Certains camarades trouveront peut-être qu’une organisation telle que je la conçois et telle qu’elle a déjà été réalisée, plus ou moins bien, à différentes époques, est de peu d’efficacité. Je comprends. Ces camarades sont obsédés du succès des bolchevistes dans leur pays ; ils voudraient, à l’instar des bolchevistes, réunir les anarchistes en une sorte d’armée disciplinée qui, sous la direction idéologique et pratique de quelques chefs, marchât, compacte, à l’assaut des régimes actuels et qui, la victoire matérielle obtenue, dirigeât la constitution de la nouvelle société. Et peut-être est-il

vrai qu’avec ce système, en admettant que des anarchistes s’y prêtent et que les chefs soient des hommes de génie, notre force matérielle deviendrait plus grande. Mais pour quels résultats ? N’adviendrait-il pas de l’anarchisme ce qui est advenu en Russie du socialisme et du communisme ? Ces camarades sont impatients du succès, nous le sommes aussi, mais il ne faut pas, pour vivre et vaincre, renoncer aux raisons de la vie et dénaturer le caractère de l’éventuelle victoire. Nous voulons combattre et vaincre, mais comme anarchistes et pour l’anarchie. — Errico Malatesta.

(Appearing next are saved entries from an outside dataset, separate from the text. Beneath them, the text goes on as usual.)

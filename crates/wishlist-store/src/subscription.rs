//! Change listeners for the store.
//!
//! Listeners are held in a `DashMap` keyed by a monotonically increasing id.
//! A [`Subscription`] guard removes its listener when dropped.

use std::sync::atomic::{AtomicU64, Ordering};
use std::sync::{Arc, Weak};

use dashmap::DashMap;

use wishlist_core::Wish;

/// Callback invoked with the collection snapshot after each committed mutation.
pub type Listener = Arc<dyn Fn(&[Wish]) + Send + Sync>;

/// Registry of live listeners.
#[derive(Default)]
pub(crate) struct ListenerRegistry {
    listeners: DashMap<u64, Listener>,
    next_id: AtomicU64,
}

impl ListenerRegistry {
    pub(crate) fn register(self: &Arc<Self>, listener: Listener) -> Subscription {
        let id = self.next_id.fetch_add(1, Ordering::Relaxed);
        self.listeners.insert(id, listener);
        Subscription {
            id,
            registry: Arc::downgrade(self),
        }
    }

    pub(crate) fn len(&self) -> usize {
        self.listeners.len()
    }

    /// Calls every listener with `snapshot`.
    ///
    /// Listeners are cloned out of the map first so a listener may subscribe
    /// or unsubscribe without deadlocking on a shard lock.
    pub(crate) fn notify(&self, snapshot: &[Wish]) {
        let listeners: Vec<Listener> = self
            .listeners
            .iter()
            .map(|entry| Arc::clone(entry.value()))
            .collect();
        for listener in listeners {
            listener(snapshot);
        }
    }
}

/// Handle for a registered listener. Dropping it unsubscribes.
#[must_use = "dropping a Subscription unsubscribes its listener"]
pub struct Subscription {
    id: u64,
    registry: Weak<ListenerRegistry>,
}

impl Subscription {
    /// Removes the listener now.
    pub fn unsubscribe(self) {
        drop(self);
    }
}

impl std::fmt::Debug for Subscription {
    fn fmt(&self, f: &mut std::fmt::Formatter<'_>) -> std::fmt::Result {
        f.debug_struct("Subscription").field("id", &self.id).finish()
    }
}

impl Drop for Subscription {
    fn drop(&mut self) {
        if let Some(registry) = self.registry.upgrade() {
            registry.listeners.remove(&self.id);
        }
    }
}

#[cfg(test)]
mod tests {
    use std::sync::atomic::AtomicUsize;

    use super::*;

    #[test]
    fn drop_removes_listener() {
        let registry = Arc::new(ListenerRegistry::default());
        let sub = registry.register(Arc::new(|_: &[Wish]| {}));
        assert_eq!(registry.len(), 1);
        drop(sub);
        assert_eq!(registry.len(), 0);
    }

    #[test]
    fn notify_reaches_every_listener() {
        let registry = Arc::new(ListenerRegistry::default());
        let calls = Arc::new(AtomicUsize::new(0));
        let subs: Vec<Subscription> = (0..3)
            .map(|_| {
                let calls = Arc::clone(&calls);
                registry.register(Arc::new(move |_: &[Wish]| {
                    calls.fetch_add(1, Ordering::SeqCst);
                }))
            })
            .collect();

        registry.notify(&[]);
        assert_eq!(calls.load(Ordering::SeqCst), 3);

        drop(subs);
        registry.notify(&[]);
        assert_eq!(calls.load(Ordering::SeqCst), 3);
    }

    #[test]
    fn subscription_outliving_registry_is_harmless() {
        let registry = Arc::new(ListenerRegistry::default());
        let sub = registry.register(Arc::new(|_: &[Wish]| {}));
        drop(registry);
        sub.unsubscribe();
    }
}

ORGANISATION (et autorité). Le problème de l’autorité ayant été ailleurs examiné (notamment à autorité, liberté, etc.), nous n’y reviendrons, ici, que pour l’intelligence de notre thèse et dans la mesure où notre point de vue, imprégné de relativisme et basé sur l’observation et l’étude des contingences, peut différer des absolus théoriques de l’anarchisme classique.

L’autorité est évidemment une très grande cause d’abus, et des pires. Elle n’est autre chose que l’exercice de la tyrannie des forts sur les faibles, elle est la consécration de l’inégalité sociale et le moyen de maintenir cette inégalité. Mais le terme est ambigu. Il faut distinguer entre cette autorité, l’autorité du maître, sans explication et sans contrôle, et l’autorité du technicien qui dirige des travaux. Il y a encore d’autres formes d’autorité : dans une situation difficile, une collectivité suit spontanément l’autorité, c’est-à-dire la direction du plus intelligent ou subit l’autorité, c’est-à-dire l’influence de celui qui montre le plus de valeur morale.

Ce que nous combattons, c’est l’esprit de domination, c’est l’autorité fondée sur le régime du bon plaisir (sic volo, sic jubeo, sit pro ratione voluntas). L’autorité de droit divin n’est pas autre chose que l’autorité du plus fort. On ne s’exprime plus ainsi maintenant, mais on proclame l’intangibilité du principe d’autorité, « nécessaire à la conduite des hommes et au bon fonctionnement des rouages sociaux ».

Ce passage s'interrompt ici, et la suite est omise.